I find myself confused by Bertrice Small’s Dangerous Pleasures. Ms. Small is a best-selling author and award-winner, and the book’s concept sounded interesting. So I was expecting an enjoyable erotic read, and instead was very surprised to find that I really didn’t like the book much at all.

First of all, the entire non-erotic content of the book feels as though it’s provided merely to string together the erotic content. Sometimes it’s shallow and plodding; other times it’s shallow and rushed. It often glosses over anything that might prevent the book from rushing headlong along its pre-determined course. The most blatant instance of this is the Channel itself. Prim, proper, and uptight Annie discovers that a magical remote control can dump her fully into her deepest fantasies, and she doesn’t give it more than a passing thought. The most ridiculous set of coincidences came together to give her the opportunity to take advantage of her spa prize, and yet again, she never gives it another thought beyond “gee, that’s weird.”

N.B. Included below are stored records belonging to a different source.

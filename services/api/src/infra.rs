use caseflow::workflows::approval::blueprint::roles;
use caseflow::workflows::approval::{RoleDirectory, UserContext};
use metrics_exporter_prometheus::PrometheusHandle;
use std::collections::HashMap;
use std::sync::atomic::AtomicBool;
use std::sync::{Arc, Mutex};

#[derive(Clone)]
pub(crate) struct AppState {
    pub(crate) readiness: Arc<AtomicBool>,
    pub(crate) metrics: Arc<PrometheusHandle>,
}

/// Mutex-guarded user directory backing the `x-user-id` header lookup. Stands
/// in for the organization's identity provider in local deployments and demos.
#[derive(Default, Clone)]
pub(crate) struct InMemoryRoleDirectory {
    users: Arc<Mutex<HashMap<String, UserContext>>>,
}

impl InMemoryRoleDirectory {
    pub(crate) fn with_users(users: Vec<UserContext>) -> Self {
        let users = users
            .into_iter()
            .map(|user| (user.id.clone(), user))
            .collect();
        Self {
            users: Arc::new(Mutex::new(users)),
        }
    }

    /// One user per role in the standard template, plus an applicant and a
    /// superuser admin.
    pub(crate) fn seeded() -> Self {
        Self::with_users(vec![
            UserContext::superuser("u-admin", "admin"),
            UserContext::new("u-applicant", "reza", &[roles::APPLICANT]),
            UserContext::new("u-valuation", "vida", &[roles::RE_VALUATION_LEASING_LEAD]),
            UserContext::new("u-ceo", "farid", &[roles::CEO_MANAGER]),
            UserContext::new("u-ceo-office", "hadi", &[roles::CEO_OFFICE_CHIEF]),
            UserContext::new("u-expert", "nima", &[roles::RE_ACQUISITION_REGEN_EXPERT]),
            UserContext::new("u-contracts", "sahar", &[roles::LC_CONTRACTS_ASSEMBLIES_LEAD]),
            UserContext::new("u-urbanism", "kian", &[roles::RE_TECH_URBANISM_LEAD]),
            UserContext::new("u-acq-lead", "mina", &[roles::RE_ACQUISITION_REGEN_LEAD]),
            UserContext::new("u-re-manager", "leila", &[roles::RE_MANAGER]),
            UserContext::new("u-accounting", "omid", &[roles::FA_ACCOUNTING_LEAD]),
        ])
    }
}

impl RoleDirectory for InMemoryRoleDirectory {
    fn resolve(&self, user_id: &str) -> Option<UserContext> {
        let guard = self.users.lock().expect("directory mutex poisoned");
        guard.get(user_id).cloned()
    }
}
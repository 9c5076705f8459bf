//! Configurable approval workflow engine for applicant requests.
//!
//! A request moves through the ordered states of an immutable template; each state
//! gates its exit behind role-bound approval steps, dynamic form submissions, and
//! condition-guarded transitions. The crate owns the state machine, the three-tier
//! permission model, the step audit trail, and the form binder; persistence and
//! identity lookup are injected through the traits in [`workflows::approval`].

pub mod config;
pub mod error;
pub mod telemetry;
pub mod workflows;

The tone of the book is often off. Lizzie arrives near the beginning to take Annie out to lunch on the anniversary of Nat’s death, which supposedly is still horribly traumatic for Annie, and yet as soon as Lizzie arrives the only things that seem to matter are Annie’s makeup and giggling jokes, all thoughts of Nat mysteriously gone so the plot can move forward.

The sex scenes are hot, wild, and kinky, but characters toss themselves at each other for little to no reason and with almost no buildup or sense to it all. Again, it’s as though every word that isn’t part of the sex is present merely to get the reader to the next sex scene. And frankly, if that’s all I wanted out of erotica, I’d go read online stories and not bother with something that takes up more than 100 pages and costs money.

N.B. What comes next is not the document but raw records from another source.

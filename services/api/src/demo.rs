use caseflow::error::AppError;
use caseflow::workflows::approval::blueprint::{self, roles};
use caseflow::workflows::approval::{
    ApprovalService, CreateWorkflowRequest, FormBinder, InMemoryInstanceStore, TemplateRegistry,
    UserContext, WorkflowId,
};
use clap::Args;
use serde_json::json;
use std::sync::Arc;

#[derive(Args, Debug, Default)]
pub(crate) struct DemoArgs {
    /// Title for the demo acquisition request
    #[arg(long, default_value = "Parcel 42 acquisition")]
    pub(crate) title: String,
    /// Print the full audit trail at the end of the walkthrough
    #[arg(long)]
    pub(crate) show_audit: bool,
}

fn demo_users() -> Vec<UserContext> {
    vec![
        UserContext::new("u-valuation", "vida", &[roles::RE_VALUATION_LEASING_LEAD]),
        UserContext::new("u-ceo", "farid", &[roles::CEO_MANAGER]),
        UserContext::new("u-expert", "nima", &[roles::RE_ACQUISITION_REGEN_EXPERT]),
        UserContext::new("u-contracts", "sahar", &[roles::LC_CONTRACTS_ASSEMBLIES_LEAD]),
        UserContext::new("u-urbanism", "kian", &[roles::RE_TECH_URBANISM_LEAD]),
        UserContext::new("u-acq-lead", "mina", &[roles::RE_ACQUISITION_REGEN_LEAD]),
        UserContext::new("u-re-manager", "leila", &[roles::RE_MANAGER]),
        UserContext::new("u-accounting", "omid", &[roles::FA_ACCOUNTING_LEAD]),
    ]
}

fn approver_for(users: &[UserContext], required_roles: &[String]) -> Option<UserContext> {
    users
        .iter()
        .find(|user| user.holds_any(required_roles))
        .cloned()
}

/// Walk one request through every state of the standard acquisition template,
/// printing each sign-off and transition as it lands.
pub(crate) fn run_demo(args: DemoArgs) -> Result<(), AppError> {
    let service = ApprovalService::new(
        TemplateRegistry::new(vec![blueprint::standard_template()]),
        FormBinder::standard(),
        blueprint::standard_permissions(),
        Arc::new(InMemoryInstanceStore::default()),
        blueprint::STANDARD_TEMPLATE_CODE,
    );
    let template = blueprint::standard_template();
    let users = demo_users();
    let applicant = UserContext::new("u-applicant", "reza", &[roles::APPLICANT]);
    let admin = UserContext::superuser("u-admin", "admin");
    let valuation = users[0].clone();

    println!("Approval workflow demo");
    let created = service.create(
        &applicant,
        CreateWorkflowRequest {
            title: args.title.clone(),
            template_code: None,
            initial_data: None,
        },
    )?;
    let id = WorkflowId(created.id.clone());
    println!(
        "- Created {} ({}) in state {}",
        created.id, created.title, created.current_state
    );

    // Forms filed along the way; the decision form gates the final transition.
    service.submit_form(
        &service_user(&users, roles::RE_ACQUISITION_REGEN_EXPERT),
        &id,
        "applicant_info",
        json!({
            "firstName": "Sara",
            "lastName": "Ahmadi",
            "nationalCode": "1234567890",
            "mobileNumber": "+989121234567",
            "residenceAddress": "12 Valiasr St, Tehran",
        })
        .as_object()
        .cloned()
        .unwrap_or_default(),
    )?;
    println!("- Filed form applicant_info");

    service.submit_form(
        &valuation,
        &id,
        "appraisal_decision",
        json!({
            "outcome": "approved",
            "justification": "Appraisal confirms the offered price.",
        })
        .as_object()
        .cloned()
        .unwrap_or_default(),
    )?;
    println!("- Filed form appraisal_decision (outcome: approved)");

    loop {
        let status = service.status(&admin, &id)?;
        if status.current_state == "Settlement" {
            println!("- Reached terminal state Settlement");
            break;
        }

        let Some(state) = template.state(&status.current_state) else {
            break;
        };
        for step in &state.steps {
            let Some(approver) = approver_for(&users, &step.required_roles) else {
                continue;
            };
            let completion = service.complete_step(&approver, &id, Some(step.index))?;
            println!(
                "  [{}] step {} signed off by {}{}",
                state.code,
                step.index,
                approver.username,
                if completion.auto_advanced {
                    " (auto-advanced)"
                } else {
                    ""
                }
            );
        }

        let exits = service.available_transitions(&admin, &id)?;
        let Some(open) = exits.iter().find(|view| view.condition_met) else {
            println!("  [{}] no open exit, stopping walkthrough", state.code);
            break;
        };
        let status = service.perform_transition(&admin, &id, &open.transition_id)?;
        println!(
            "  [{}] -> {} via {}",
            state.code, status.current_state, open.transition_id
        );
    }

    let inbox = service.inbox(&valuation)?;
    println!("- Inbox for {}: {} item(s)", valuation.username, inbox.len());

    if args.show_audit {
        let info = service.workflow_info(&admin, &id)?;
        println!("\nAudit trail");
        for record in &info.history {
            println!(
                "  {} -> {} by {} ({})",
                record.from_state,
                record.to_state,
                record.performed_by,
                record
                    .transition_id
                    .as_deref()
                    .unwrap_or("auto-advance")
            );
        }
        match serde_json::to_string_pretty(&info.completed_steps) {
            Ok(json) => println!("\nStep completions\n{json}"),
            Err(err) => println!("step completions unavailable: {err}"),
        }
    }

    Ok(())
}

fn service_user(users: &[UserContext], role: &str) -> UserContext {
    users
        .iter()
        .find(|user| user.has_role(role))
        .cloned()
        .unwrap_or_else(|| UserContext::superuser("u-admin", "admin"))
}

Most of the dialogue feels stilted and scripted. Whole conversations seem to serve no purpose other than to justify something to the reader that, in many cases, doesn’t even need to be justified.

“What is that?” she asked her eldest daughter.

“The twins made it for me,” Amy said. “Pineapple, banana, a capsule of omega-three, a raw egg, and a little skim milk. I like it. I have energy all morning.”

“I would worry, except the egg came from Baines Farm, and Grandma always made me an eggnog like that in the morning, minus the omega-three, of course,” Annie said.

That last part by Annie seems wholly unnatural, like a thought she might have that’s spoken out loud solely so that the reader knows she isn’t letting her kid have just any old raw egg (as if its coming from a local farm would mysteriously eliminate any possibility of salmonella, for that matter).

In particular, the dialogue in the first fantasy Annie engages in with the Channel was so ridiculous and stilted it practically made me choke with laughter, which kind of ruins the mood. It doesn’t help that characters change moods and attitudes with little warning and less provocation—usually when needed in order to propel them along the author’s scripted sex scenes.

As individual sex scenes taken alone, this would be fun erotica, the kind of stuff that if I found it online I would think was pretty good for internet material. But as a whole novel, it just doesn’t stand up.

 

Edited the next day: After being unable to get this book out of my head overnight (and finding I liked it less and less the more I thought about it), I dropped my rating another half a point this morning. The point of view, which was mostly from Annie’s perspective, kept jumping to other people for a paragraph or two at a time, which was incredibly jarring. Annie became a fairly unlikeable character by the end of the book, which made it tough to enjoy anything about that part of the book. And finally, for a concept and some basic ideas that had promise, it was just plain frustrating to see so little done with them.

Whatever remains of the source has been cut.